• **TASK DESCRIPTION**
Set down all the records below, word for word.

• **PROVIDED ENTRIES**
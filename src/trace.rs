//! Walks from the strike point back to the entry along the search's
//! back-pointers.

use crate::grid::{CellState, Grid, Pos};

/// Number of cells the strike pass converts between checkpoints.
pub const STRIKE_BATCH: usize = 10;

/// A resumable stage that mutates the grid one step at a time.
pub trait Step {
    /// Advances by one step, returning the step's coordinate, or `None` once
    /// the stage is exhausted.
    fn step(&mut self, grid: &mut Grid) -> Option<Pos>;

    /// Drives the stage as an iterator over `grid`.
    fn over(self, grid: &mut Grid) -> Steps<'_, Self>
    where
        Self: Sized,
    {
        Steps {
            grid,
            stage: self,
        }
    }
}

/// Iterator returned by [`Step::over`].
pub struct Steps<'g, S> {
    grid: &'g mut Grid,
    stage: S,
}

impl<S: Step> Iterator for Steps<'_, S> {
    type Item = Pos;

    fn next(&mut self) -> Option<Pos> {
        self.stage.step(self.grid)
    }
}

/// Converts the route from `Path` to `Strike`, reporting a checkpoint every
/// [`STRIKE_BATCH`] cells and once more where the walk stops.
#[derive(Debug, Clone)]
pub struct StrikeTrace {
    cursor: Pos,
    converted: usize,
    finished: bool,
}

impl StrikeTrace {
    pub fn new(strike: Pos) -> Self {
        Self {
            cursor: strike,
            converted: 0,
            finished: false,
        }
    }

    pub fn converted(&self) -> usize {
        self.converted
    }
}

impl Step for StrikeTrace {
    fn step(&mut self, grid: &mut Grid) -> Option<Pos> {
        while !self.finished {
            match grid.state(self.cursor) {
                CellState::Path { next, .. } => {
                    let here = self.cursor;
                    grid.set_state(here, CellState::Strike { next });
                    self.converted += 1;
                    self.cursor = next;
                    if self.converted % STRIKE_BATCH == 0 {
                        return Some(here);
                    }
                }
                _ => {
                    self.finished = true;
                    if self.converted % STRIKE_BATCH != 0 {
                        return Some(self.cursor);
                    }
                }
            }
        }
        None
    }
}

/// Converts the struck route to `Flash`, one cell per step.
#[derive(Debug, Clone)]
pub struct FlashTrace {
    cursor: Pos,
    finished: bool,
}

impl FlashTrace {
    pub fn new(strike: Pos) -> Self {
        Self {
            cursor: strike,
            finished: false,
        }
    }
}

impl Step for FlashTrace {
    fn step(&mut self, grid: &mut Grid) -> Option<Pos> {
        if self.finished {
            return None;
        }
        match grid.state(self.cursor) {
            CellState::Strike { next } => {
                let here = self.cursor;
                grid.set_state(here, CellState::Flash);
                self.cursor = next;
                Some(here)
            }
            _ => {
                self.finished = true;
                None
            }
        }
    }
}

pub fn trace_strike(grid: &mut Grid, strike: Pos) -> Steps<'_, StrikeTrace> {
    StrikeTrace::new(strike).over(grid)
}

pub fn trace_flash(grid: &mut Grid, strike: Pos) -> Steps<'_, FlashTrace> {
    FlashTrace::new(strike).over(grid)
}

• **SOLUTION TO THE PROBLEM**
filename src/trace.rs
//! Walks from the strike point back to the entry along the search's
//! back-pointers.

use crate::grid::{CellState, Grid, Pos};

/// Number of cells the strike pass converts between checkpoints.
pub const STRIKE_BATCH: usize = 10;

/// A resumable stage that mutates the grid one step at a time.
pub trait Step {
    /// Advances by one step, returning the step's coordinate, or `None` once
    /// the stage is exhausted.
    fn step(&mut self, grid: &mut Grid) -> Option<Pos>;

    /// Drives the stage as an iterator over `grid`.
    fn over(self, grid: &mut Grid) -> Steps<'_, Self>
    where
        Self: Sized,
    {
        Steps {
            grid,
            stage: self,
        }
    }
}

/// Iterator returned by [`Step::over`].
pub struct Steps<'g, S> {
    grid: &'g mut Grid,
    stage: S,
}

impl<S: Step> Iterator for Steps<'_, S> {
    type Item = Pos;

    fn next(&mut self) -> Option<Pos> {
        self.stage.step(self.grid)
    }
}

/// Converts the route from `Path` to `Strike`, reporting a checkpoint every
/// [`STRIKE_BATCH`] cells and once more where the walk stops.
#[derive(Debug, Clone)]
pub struct StrikeTrace {
    cursor: Pos,
    converted: usize,
    finished: bool,
}

impl StrikeTrace {
    pub fn new(strike: Pos) -> Self {
        Self {
            cursor: strike,
            converted: 0,
            finished: false,
        }
    }

    pub fn converted(&self) -> usize {
        self.converted
    }
}

impl Step for StrikeTrace {
    fn step(&mut self, grid: &mut Grid) -> Option<Pos> {
        while !self.finished {
            match grid.state(self.cursor) {
                CellState::Path { next, .. } => {
                    let here = self.cursor;
                    grid.set_state(here, CellState::Strike { next });
                    self.converted += 1;
                    self.cursor = next;
                    if self.converted % STRIKE_BATCH == 0 {
                        return Some(here);
                    }
                }
                _ => {
                    self.finished = true;
                    if self.converted % STRIKE_BATCH != 0 {
                        return Some(self.cursor);
                    }
                }
            }
        }
        None
    }
}

/// Converts the struck route to `Flash`, one cell per step.
#[derive(Debug, Clone)]
pub struct FlashTrace {
    cursor: Pos,
    finished: bool,
}

impl FlashTrace {
    pub fn new(strike: Pos) -> Self {
        Self {
            cursor: strike,
            finished: false,
        }
    }
}

impl Step for FlashTrace {
    fn step(&mut self, grid: &mut Grid) -> Option<Pos> {
        if self.finished {
            return None;
        }
        match grid.state(self.cursor) {
            CellState::Strike { next } => {
                let here = self.cursor;
                grid.set_state(here, CellState::Flash);
                self.cursor = next;
                Some(here)
            }
            _ => {
                self.finished = true;
                None
            }
        }
    }
}

pub fn trace_strike(grid: &mut Grid, strike: Pos) -> Steps<'_, StrikeTrace> {
    StrikeTrace::new(strike).over(grid)
}

pub fn trace_flash(grid: &mut Grid, strike: Pos) -> Steps<'_, FlashTrace> {
    FlashTrace::new(strike).over(grid)
}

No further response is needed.